Point by point, Krugman’s article “Bitcoin is Evil” is full of misinformation and misunderstanding of many things.

  • First Krugman states: “For currency to be adopted as a medium of exchange there has to be trust in the ability to honor the underlying obligation and the ability for central banking policy to control inflation.” Is this a serious statement, is he kidding us, or just uninformed?  A loss of 98% purchasing power in 100 years of the Fed “controls inflation”? How is that good for the poor and middle class?  Or anyone?  Oh yeah, it isn’t.  People can’t save and move their way up the ladder reliably. Is that good for the power-hungry authoritarians? Yes, because it is a hidden tax on everyone.

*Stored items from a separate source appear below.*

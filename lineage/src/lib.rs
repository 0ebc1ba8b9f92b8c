//! # lineage - Typed, Polymorphic Event Bus
//!
//! `lineage` delivers events to listeners by the runtime type of the event,
//! walking the event's type hierarchy so a subscriber declared for an
//! ancestor type also sees every descendant.
//!
//! ## Quick Start
//!
//! ```rust,ignore
//! use lineage::prelude::*;
//! use std::sync::Arc;
//!
//! #[derive(Event)]
//! struct Login { user: String }
//!
//! #[derive(Event)]
//! struct AdminLogin {
//!     #[event(parent)]
//!     login: Login,
//! }
//!
//! #[derive(Default)]
//! struct Audit;
//!
//! #[lineage::listener]
//! impl Audit {
//!     fn on_login(&self, login: &Login) {
//!         println!("{} logged in", login.user);
//!     }
//! }
//!
//! let bus = EventBus::new();
//! bus.register(&Arc::new(Audit));
//! // Reaches `on_login` through the hierarchy walk.
//! bus.publish(&AdminLogin { login: Login { user: "ada".into() } })?;
//! ```

#![deny(clippy::wildcard_imports)]
#![warn(missing_docs)]

mod bus;

pub use bus::{EventBus, EventBusBuilder};

pub use lineage_core::{
    // Events
    Ancestors,
    // Introspection
    Arg,
    AsAny,
    // Errors
    BoxError,
    CancelFlag,
    Cancellable,
    // Subscribers
    Comparator,
    DynEvent,
    DynEventExt,
    Event,
    EventCallback,
    EventRoot,
    EventType,
    // Index
    Group,
    GroupIter,
    IntoOutcome,
    Introspect,
    InvocationError,
    Invoker,
    Lineage,
    // Listeners
    Listener,
    ListenerHandle,
    ListenerId,
    Member,
    // Filters
    MemberFilter,
    MemberInfo,
    Modifiers,
    ParamInfo,
    Predicate,
    PublishError,
    Storage,
    Subscriber,
    SubscriberFilter,
    SubscriberId,
    SubscriberIndex,
    Then,
    by_priority,
    noop,
    param_info,
};

// Dispatch
pub use lineage_std::dispatch::{
    DeliveryReport, ErrorHandler, EventPublisher, Publisher, PublisherBuilder,
};

// Discovery
pub use lineage_std::discovery::{
    ArgumentFactory, DeductionRule, EventOnly, EventWithHandle, MethodCollector,
    MethodCollectorBuilder, ParameterRule, SubscriberCollector,
};

/// Standard error handlers.
pub mod handlers {
    pub use lineage_std::handlers::{IgnoreErrors, LoggingErrorHandler};
}

/// Testing utilities.
pub mod testing {
    #![allow(clippy::wildcard_imports)]
    pub use lineage_std::testing::*;
}

/// Prelude module - common imports for Lineage.
///
/// # Usage
///
/// ```rust,ignore
/// use lineage::prelude::*;
/// ```
pub mod prelude {
    pub use crate::{
        // Errors
        BoxError,
        // Events
        DynEvent,
        DynEventExt,
        Event,
        EventBus,
        EventRoot,
        EventType,
        // Listeners
        Introspect,
        Listener,
        ListenerHandle,
        // Dispatch
        Publisher,
        PublishError,
        Subscriber,
        SubscriberIndex,
        handlers::LoggingErrorHandler,
    };

    #[cfg(feature = "macros")]
    pub use crate::listener;
}

#[cfg(feature = "macros")]
pub use lineage_macros::{Event, listener};
//! # lineage-std
//!
//! Standard implementations for the Lineage typed event bus.
//!
//! This crate provides:
//! - **Dispatch**: [`Publisher`](dispatch::Publisher), the polymorphic hierarchy walk
//! - **Discovery**: [`ParameterRule`](discovery::ParameterRule) and
//!   [`MethodCollector`](discovery::MethodCollector)
//! - **Error handlers**: [`LoggingErrorHandler`](handlers::LoggingErrorHandler)
//! - **Testing doubles**: [`testing`]

#![deny(clippy::wildcard_imports)]
#![warn(missing_docs)]

// Re-export core types
pub use lineage_core;

// Modules
pub mod discovery;
pub mod dispatch;
pub mod handlers;
pub mod testing;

  • Krugman states: “It’s always important, and always hard, to distinguish positive economics — how things work — from normative economics — how things should be.”  Krugman nearly exclusively writes about normative economics, and yet treats them as positive economics writings and then wonders why people could disagree with him.  He writes about politics and treats it as if it is normative.  Krugman apparently, has a problem with this because it is “always hard.”
  • “[Bitcoin could] damage states ability to collect tax and monitor their citizens financial transactions.”  Remember that Krugman is an authoritarian statist at heart who wants to “monitor” citizens financial transactions and thinks that is a good thing!  In a free country, you should not be monitored.  Those are tactics of totalitarian states. Regardless of what Krugman and his cronies want you to think, the United States Constitution is a document of enumerated powers, not enumerated liberties.  The Constitution does not authorize spying on its citizens.  One hundred years of anti-freedom politicians have eroded that concept, but anyone without the motivation of control and who is honest knows the truth.  When the state has the power to monitor everyone, it means they want to control everyone.  Of course, he is incorrect even here in his assumption that bitcoin is anonymous and can’t be monitored.  The bitcoin blockchain is completely public, and it records every transaction.  You can’t say that for cash – only the NSA may be able to do that.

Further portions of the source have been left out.